Start to Identify Your Purpose

A purpose is the fast-track to success. With your purpose in mind, much like the achievable goals, all that hard work seems a lot more appealing to overcome. When things get rough you can just sit there and say, “Why are you doing this again?” and your purpose will always serve as the motivation you need.

So how do you find your purpose? Answer these simple questions (brutal honesty required):

  • Who are you?
  • What do you want from life?
  • What is it you have that others will benefit from receiving?
  • How are you going to get there?

Start to Believe in You and Your Goals

It’s timeless advice really. You’ve heard it a million times before, but this time you need to let it sink in. If you want to be successful, you have to believe in yourself.

Don’t believe in yourself because it’s your destiny to be successful. Don’t believe in yourself because you’ve got a foolproof plan. Don’t believe in yourself because you really want it. These are fairy tales spun to us, with no real serving purpose whatsoever.

Believe in yourself because you know that you’re going to put in the work. Believe in yourself because you know, as long you’re still breathing by tomorrow, that you will continue to work towards where you want to be. Believe in yourself because you know you’ll overcome the next hurdle you’re presented with.
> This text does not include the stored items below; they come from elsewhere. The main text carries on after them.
//! Pilot seed dataset: the hardcoded defaults the store falls back to when
//! no saved snapshot exists.

use crate::state::{
    AdminCompany, Company, CompanyStats, CutOff, Employee, Movement, Plan, PlanType,
};

pub struct SeedData {
    pub company: Company,
    pub cut_off: CutOff,
    pub plan_types: Vec<PlanType>,
    pub plans: Vec<Plan>,
    pub employees: Vec<Employee>,
    pub company_stats: CompanyStats,
    pub admin_companies: Vec<AdminCompany>,
    pub movements: Vec<Movement>,
}

/// Static risk-profile catalog the plans are grouped under. Reference data,
/// never patched at runtime.
pub fn plan_types() -> Vec<PlanType> {
    vec![
        PlanType {
            id: "CONSERVADOR".into(),
            name: "Perfil conservador".into(),
            description: "Enfoque defensivo con volatilidad acotada y preservación del capital."
                .into(),
            risk_level: "Bajo".into(),
            asset_mix: "70% renta fija global + 30% renta variable".into(),
        },
        PlanType {
            id: "EQUILIBRADO".into(),
            name: "Perfil equilibrado".into(),
            description: "Diversificación mixta para captar crecimiento manteniendo estabilidad."
                .into(),
            risk_level: "Medio".into(),
            asset_mix: "50% renta variable + 40% renta fija + 10% alternativos".into(),
        },
        PlanType {
            id: "DINAMICO".into(),
            name: "Perfil dinámico".into(),
            description: "Mayor exposición a renta variable para horizontes a largo plazo.".into(),
            risk_level: "Medio-alto".into(),
            asset_mix: "85% renta variable global + 15% renta fija flexible".into(),
        },
    ]
}

pub fn seed_data() -> SeedData {
    SeedData {
        company: Company {
            name: "Acme S.L.".into(),
            logo: "/assets/acme.svg".into(),
        },
        cut_off: CutOff {
            day: 25,
            time: "18:00".into(),
        },
        plan_types: plan_types(),
        plans: vec![
            Plan {
                id: "CONS".into(),
                name: "Plan Conservador".into(),
                type_id: "CONSERVADOR".into(),
                srri: 3,
                ter: 0.3,
                isin: "KIDCONSDEMO".into(),
            },
            Plan {
                id: "EQUL".into(),
                name: "Plan Equilibrado".into(),
                type_id: "EQUILIBRADO".into(),
                srri: 4,
                ter: 0.32,
                isin: "KIDEQULDEMO".into(),
            },
            Plan {
                id: "CREC".into(),
                name: "Plan Crecimiento".into(),
                type_id: "DINAMICO".into(),
                srri: 6,
                ter: 0.35,
                isin: "KIDCRECDEMO".into(),
            },
        ],
        employees: vec![
            employee("u1", "Ana López", "ana@acme.com", "CONS", 100.0, "active", "completed", "adequate"),
            employee("u2", "David Pérez", "david@acme.com", "CREC", 150.0, "paused", "pending", "pending"),
            employee("u3", "Laura García", "laura@acme.com", "CREC", 200.0, "active", "completed", "adequate"),
            employee("u4", "Jorge Martín", "jorge@acme.com", "CONS", 80.0, "active", "review", "adequate"),
            employee("u5", "Sofía Ramos", "sofia@acme.com", "EQUL", 120.0, "active", "completed", "adequate"),
        ],
        company_stats: CompanyStats {
            adoption_pct: 44.0,
            avg_contribution: 130.0,
            next_cutoff: "2025-11-25T18:00:00Z".into(),
            payment_issues: 1,
        },
        admin_companies: vec![
            AdminCompany {
                id: "cmp-atlas".into(),
                name: "Atlas Retail".into(),
                sector: "Retail".into(),
                country: "España".into(),
                headcount: 950,
                adoption: 38.0,
                avg_ticket: 85.0,
                monthly_contribution: 30685.0,
                payroll_system: "Meta4".into(),
                stage: "pilot".into(),
                contact: "sandra.cfo@atlasretail.com".into(),
                notes: "Integración SSO verificada. Pendiente de checklist de seguridad para mover a producción.".into(),
                created_at: "2025-01-12T09:15:00Z".into(),
            },
            AdminCompany {
                id: "cmp-nimbus".into(),
                name: "Nimbus Logistics".into(),
                sector: "Logística".into(),
                country: "España".into(),
                headcount: 420,
                adoption: 52.0,
                avg_ticket: 95.0,
                monthly_contribution: 20750.0,
                payroll_system: "SAP HCM".into(),
                stage: "due-diligence".into(),
                contact: "fernando.hr@nimbus.com".into(),
                notes: "Revisión legal y de DPA en curso. Solicitan sandbox con datos sintéticos.".into(),
                created_at: "2025-02-02T14:40:00Z".into(),
            },
            AdminCompany {
                id: "cmp-tandem".into(),
                name: "Tándem Digital".into(),
                sector: "Tecnología".into(),
                country: "Portugal".into(),
                headcount: 180,
                adoption: 65.0,
                avg_ticket: 110.0,
                monthly_contribution: 12870.0,
                payroll_system: "Factorial".into(),
                stage: "activo".into(),
                contact: "ines.ops@tandemdigital.pt".into(),
                notes: "Piloto completado. OAuth firmado con vida útil de 12 meses.".into(),
                created_at: "2024-12-05T08:00:00Z".into(),
            },
            AdminCompany {
                id: "cmp-zenith".into(),
                name: "Zenith Manufacturing".into(),
                sector: "Manufactura".into(),
                country: "España".into(),
                headcount: 750,
                adoption: 24.0,
                avg_ticket: 70.0,
                monthly_contribution: 12600.0,
                payroll_system: "Workday".into(),
                stage: "prospect".into(),
                contact: "alicia.finance@zenith.com".into(),
                notes: "Necesitan PoC de conciliación SEPA antes de escalar.".into(),
                created_at: "2025-02-10T11:10:00Z".into(),
            },
        ],
        movements: vec![
            movement("u1", "2025-06-01", 100.0, "ok", "CONS"),
            movement("u1", "2025-07-01", 100.0, "ok", "CONS"),
            movement("u1", "2025-08-01", 100.0, "ok", "CONS"),
            movement("u1", "2025-09-01", 100.0, "ok", "CONS"),
            movement("u1", "2025-10-01", 100.0, "ok", "CONS"),
            movement("u2", "2025-06-01", 150.0, "ok", "CREC"),
            movement("u2", "2025-07-01", 150.0, "ok", "CREC"),
            movement("u2", "2025-08-01", 150.0, "ok", "CREC"),
            movement("u2", "2025-09-01", 150.0, "failed", "CREC"),
            movement("u2", "2025-10-01", 0.0, "paused", "CREC"),
            movement("u3", "2025-07-01", 200.0, "ok", "CREC"),
            movement("u3", "2025-08-01", 200.0, "ok", "CREC"),
            movement("u3", "2025-09-01", 200.0, "ok", "CREC"),
            movement("u3", "2025-10-01", 200.0, "ok", "CREC"),
            movement("u4", "2025-08-01", 80.0, "ok", "CONS"),
            movement("u4", "2025-09-01", 80.0, "ok", "CONS"),
            movement("u4", "2025-10-01", 80.0, "ok", "CONS"),
            movement("u5", "2025-07-01", 120.0, "ok", "EQUL"),
            movement("u5", "2025-08-01", 120.0, "ok", "EQUL"),
            movement("u5", "2025-09-01", 120.0, "ok", "EQUL"),
            movement("u5", "2025-10-01", 120.0, "ok", "EQUL"),
        ],
    }
}

#[allow(clippy::too_many_arguments)]
fn employee(
    id: &str,
    name: &str,
    email: &str,
    plan: &str,
    amount: f64,
    status: &str,
    kyc_status: &str,
    mifid_status: &str,
) -> Employee {
    Employee {
        id: id.into(),
        name: name.into(),
        email: email.into(),
        plan: plan.into(),
        amount,
        status: status.into(),
        kyc_status: kyc_status.into(),
        mifid_status: mifid_status.into(),
    }
}

fn movement(employee_id: &str, date: &str, amount: f64, status: &str, plan_id: &str) -> Movement {
    Movement {
        employee_id: employee_id.into(),
        date: date.into(),
        amount,
        status: status.into(),
        plan_id: plan_id.into(),
    }
}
With this level of self-belief, anything is achievable. You just have to keep going until you get there.

Start to Cultivate Patience

Another timeless piece of advice, inexcusable to leave out of anything discussing success. You need to have patience. Yes some things can happen overnight, but these are often the smaller successes.

It doesn’t matter what it is you want to achieve, knowing how to wait will be a part of it. A successful blog doesn’t launch with thousands of subscribers overnight. A powerful novel doesn’t get written in a day. A superstar fitness model doesn’t miraculously gain his or her physique in 24 hours.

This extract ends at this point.